#### Supplied records ####
//! Shared helpers for command handlers.

use std::io::IsTerminal;
use std::sync::Arc;

use siac_core::{ApiBackend, Controller, CoreError, ResourceKind};

use crate::config::Context;
use crate::error::CliError;

/// Load `resources` into a fresh controller, run `f` against it, and shut
/// it down. No stream, no polling.
pub async fn oneshot<F, Fut, T>(
    ctx: &Context,
    resources: &[ResourceKind],
    f: F,
) -> Result<T, CliError>
where
    F: FnOnce(Controller<ApiBackend>) -> Fut,
    Fut: Future<Output = Result<T, CoreError>>,
{
    let mut sync = ctx.sync.clone();
    sync.resources = resources.to_vec();
    let backend = ApiBackend::from_config(&sync, Arc::clone(&ctx.credentials))?;

    Controller::<ApiBackend>::oneshot(sync, backend, f)
        .await
        .map_err(|e| CliError::from(e).for_profile(&ctx.profile))
}

/// Prompt for confirmation, auto-approving if `--yes` was passed.
pub fn confirm(message: &str, yes_flag: bool) -> Result<bool, CliError> {
    if yes_flag {
        return Ok(true);
    }
    if !std::io::stdin().is_terminal() {
        return Err(CliError::NonInteractiveRequiresYes {
            action: message.into(),
        });
    }
    let confirmed = dialoguer::Confirm::new()
        .with_prompt(message)
        .default(false)
        .interact()
        .map_err(|e| CliError::Io(std::io::Error::other(e)))?;
    Ok(confirmed)
}
// ── Transient user-facing notices ──

use serde::Serialize;

use crate::model::ResourceKind;

/// Something a UI should flash briefly. Broadcast by the controller; missing
/// one is harmless.
#[derive(Debug, Clone, PartialEq, Eq, Serialize)]
#[serde(tag = "kind", rename_all = "snake_case")]
pub enum Notice {
    /// A snapshot fetch failed; the store still holds the previous data.
    FetchFailed {
        resource: ResourceKind,
        message: String,
    },
    /// The event stream exhausted its reconnect attempts.
    StreamGaveUp { attempts: u32 },
}

impl std::fmt::Display for Notice {
    fn fmt(&self, f: &mut std::fmt::Formatter<'_>) -> std::fmt::Result {
        match self {
            Self::FetchFailed { resource, message } => {
                write!(f, "refreshing {resource} failed: {message}")
            }
            Self::StreamGaveUp { attempts } => write!(
                f,
                "live updates stopped after {attempts} reconnect attempts"
            ),
        }
    }
}
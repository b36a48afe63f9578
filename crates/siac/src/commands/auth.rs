//! `login` / `logout`.

use std::io::BufRead;
use std::sync::Arc;

use secrecy::SecretString;
use siac_core::ApiBackend;

use crate::cli::{GlobalOpts, LoginArgs};
use crate::config::{self, Context};
use crate::error::CliError;
use crate::output;

pub async fn login(args: LoginArgs, ctx: &Context, global: &GlobalOpts) -> Result<(), CliError> {
    let username = match args.username {
        Some(name) => name,
        None => profile_username(&ctx.profile).ok_or_else(|| CliError::Validation {
            field: "username".into(),
            reason: "pass --username or set `username` in the profile".into(),
        })?,
    };

    let password = if args.password_stdin {
        let mut line = String::new();
        std::io::stdin().lock().read_line(&mut line)?;
        SecretString::from(line.trim_end_matches(['\r', '\n']).to_owned())
    } else {
        SecretString::from(rpassword::prompt_password(format!("Password for {username}: "))?)
    };

    let backend = ApiBackend::from_config(&ctx.sync, Arc::clone(&ctx.credentials))?;
    let token = backend
        .client()
        .login(&username, &password)
        .await
        .map_err(|e| CliError::from(e).for_profile(&ctx.profile))?;

    output::print_status(
        &format!(
            "Logged in as {username} (profile '{}', token valid until {})",
            ctx.profile,
            token.expires_at.format("%Y-%m-%d %H:%M UTC")
        ),
        global.quiet,
        output::should_color(&global.color),
    );
    Ok(())
}

pub fn logout(ctx: &Context, global: &GlobalOpts) -> Result<(), CliError> {
    ctx.credentials.clear()?;
    output::print_status(
        &format!("Logged out of profile '{}'", ctx.profile),
        global.quiet,
        output::should_color(&global.color),
    );
    Ok(())
}

fn profile_username(profile: &str) -> Option<String> {
    config::load_config_or_default()
        .profiles
        .get(profile)
        .and_then(|p| p.username.clone())
}
// ── Snapshot application ──
//
// Full-list refreshes from the fetcher. Each incoming record is reconciled
// like any other write; keys missing from the list are dropped unless a
// newer push or optimistic write is still holding them.

use std::collections::{HashMap, HashSet};

use chrono::{DateTime, Utc};
use serde::Serialize;
use tracing::debug;

use super::collection::{EntityCollection, UpsertOutcome};
use super::data_store::DataStore;
use crate::backend::Snapshot;
use crate::model::{Entity, Record, Source, TelemetryReading};

/// What a snapshot did to a collection.
#[derive(Debug, Clone, Copy, Default, PartialEq, Eq, Serialize)]
pub struct SnapshotDiff {
    pub inserted: usize,
    pub updated: usize,
    pub unchanged: usize,
    /// Keys whose current record is newer than the snapshot.
    pub stale: usize,
    pub removed: usize,
    /// Keys absent from the snapshot but kept because they are newer.
    pub retained: usize,
    /// Repeated keys within the snapshot; the first occurrence is used.
    pub duplicates: usize,
}

impl SnapshotDiff {
    /// Number of change notifications the snapshot produced.
    pub fn changes(&self) -> usize {
        self.inserted + self.updated + self.removed
    }

    pub fn is_noop(&self) -> bool {
        self.changes() == 0
    }
}

impl<T: Entity> EntityCollection<T> {
    /// Reconcile the full server list, fetched at `fetched_at`.
    ///
    /// Every value is written as a snapshot record. Keys not in `values`
    /// are removed if their record came from a snapshot or is not newer
    /// than `fetched_at`. Subscribers see one snapshot rebuild at the end.
    pub fn replace_snapshot(&self, values: Vec<T>, fetched_at: DateTime<Utc>) -> SnapshotDiff {
        let mut diff = SnapshotDiff::default();
        let mut incoming = HashSet::with_capacity(values.len());
        let mut changes = Vec::new();

        for value in values {
            if !incoming.insert(value.key()) {
                diff.duplicates += 1;
                continue;
            }
            let applied = self.write(Record::snapshot(value, fetched_at), false);
            match applied.outcome {
                UpsertOutcome::Inserted => diff.inserted += 1,
                UpsertOutcome::Updated => diff.updated += 1,
                UpsertOutcome::Unchanged => diff.unchanged += 1,
                UpsertOutcome::Stale => diff.stale += 1,
            }
            changes.extend(applied.change);
        }

        for key in self.key_set() {
            if incoming.contains(&key) {
                continue;
            }
            let removed = self.remove_if(&key, |record| {
                record.source == Source::Snapshot || record.last_updated <= fetched_at
            });
            match removed {
                Some(change) => {
                    diff.removed += 1;
                    changes.push(change);
                }
                None => diff.retained += 1,
            }
        }

        self.publish(changes);
        self.prune_deleted(fetched_at);
        debug!(kind = %T::KIND, ?diff, "snapshot applied");
        diff
    }
}

impl DataStore {
    /// Apply a fetched snapshot and record the refresh time.
    pub fn apply_snapshot(&self, snapshot: Snapshot, fetched_at: DateTime<Utc>) -> SnapshotDiff {
        let resource = snapshot.resource();
        let diff = match snapshot {
            Snapshot::Devices(devices) => self.devices.replace_snapshot(devices, fetched_at),
            Snapshot::Alerts(alerts) => self.alerts.replace_snapshot(alerts, fetched_at),
            Snapshot::Telemetry(readings) => self
                .telemetry
                .replace_snapshot(latest_per_device(readings), fetched_at),
            Snapshot::Intrusions(events) => self.intrusions.replace_snapshot(events, fetched_at),
            Snapshot::Summary(summary) => {
                let existed = self.summary().is_some();
                let changed = self.set_summary(summary);
                SnapshotDiff {
                    inserted: usize::from(changed && !existed),
                    updated: usize::from(changed && existed),
                    unchanged: usize::from(!changed),
                    ..SnapshotDiff::default()
                }
            }
        };
        self.mark_refreshed(resource, fetched_at);
        diff
    }
}

/// The telemetry endpoint returns a time series; the store keeps one
/// reading per device, the newest.
fn latest_per_device(readings: Vec<TelemetryReading>) -> Vec<TelemetryReading> {
    let mut latest: HashMap<String, TelemetryReading> = HashMap::with_capacity(readings.len());
    for reading in readings {
        match latest.get(&reading.device_id) {
            Some(kept) if kept.timestamp >= reading.timestamp => {}
            _ => {
                latest.insert(reading.device_id.clone(), reading);
            }
        }
    }
    latest.into_values().collect()
}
####
Brief: Nothing but the lines from the one containing "self.prune_deleted(fetched_at);" through the final line of the listing above belongs in the answer; set them down exactly.

Exercise output:
        self.prune_deleted(fetched_at);
        debug!(kind = %T::KIND, ?diff, "snapshot applied");
        diff
    }
}

impl DataStore {
    /// Apply a fetched snapshot and record the refresh time.
    pub fn apply_snapshot(&self, snapshot: Snapshot, fetched_at: DateTime<Utc>) -> SnapshotDiff {
        let resource = snapshot.resource();
        let diff = match snapshot {
            Snapshot::Devices(devices) => self.devices.replace_snapshot(devices, fetched_at),
            Snapshot::Alerts(alerts) => self.alerts.replace_snapshot(alerts, fetched_at),
            Snapshot::Telemetry(readings) => self
                .telemetry
                .replace_snapshot(latest_per_device(readings), fetched_at),
            Snapshot::Intrusions(events) => self.intrusions.replace_snapshot(events, fetched_at),
            Snapshot::Summary(summary) => {
                let existed = self.summary().is_some();
                let changed = self.set_summary(summary);
                SnapshotDiff {
                    inserted: usize::from(changed && !existed),
                    updated: usize::from(changed && existed),
                    unchanged: usize::from(!changed),
                    ..SnapshotDiff::default()
                }
            }
        };
        self.mark_refreshed(resource, fetched_at);
        diff
    }
}

/// The telemetry endpoint returns a time series; the store keeps one
/// reading per device, the newest.
fn latest_per_device(readings: Vec<TelemetryReading>) -> Vec<TelemetryReading> {
    let mut latest: HashMap<String, TelemetryReading> = HashMap::with_capacity(readings.len());
    for reading in readings {
        match latest.get(&reading.device_id) {
            Some(kept) if kept.timestamp >= reading.timestamp => {}
            _ => {
                latest.insert(reading.device_id.clone(), reading);
            }
        }
    }
    latest.into_values().collect()
}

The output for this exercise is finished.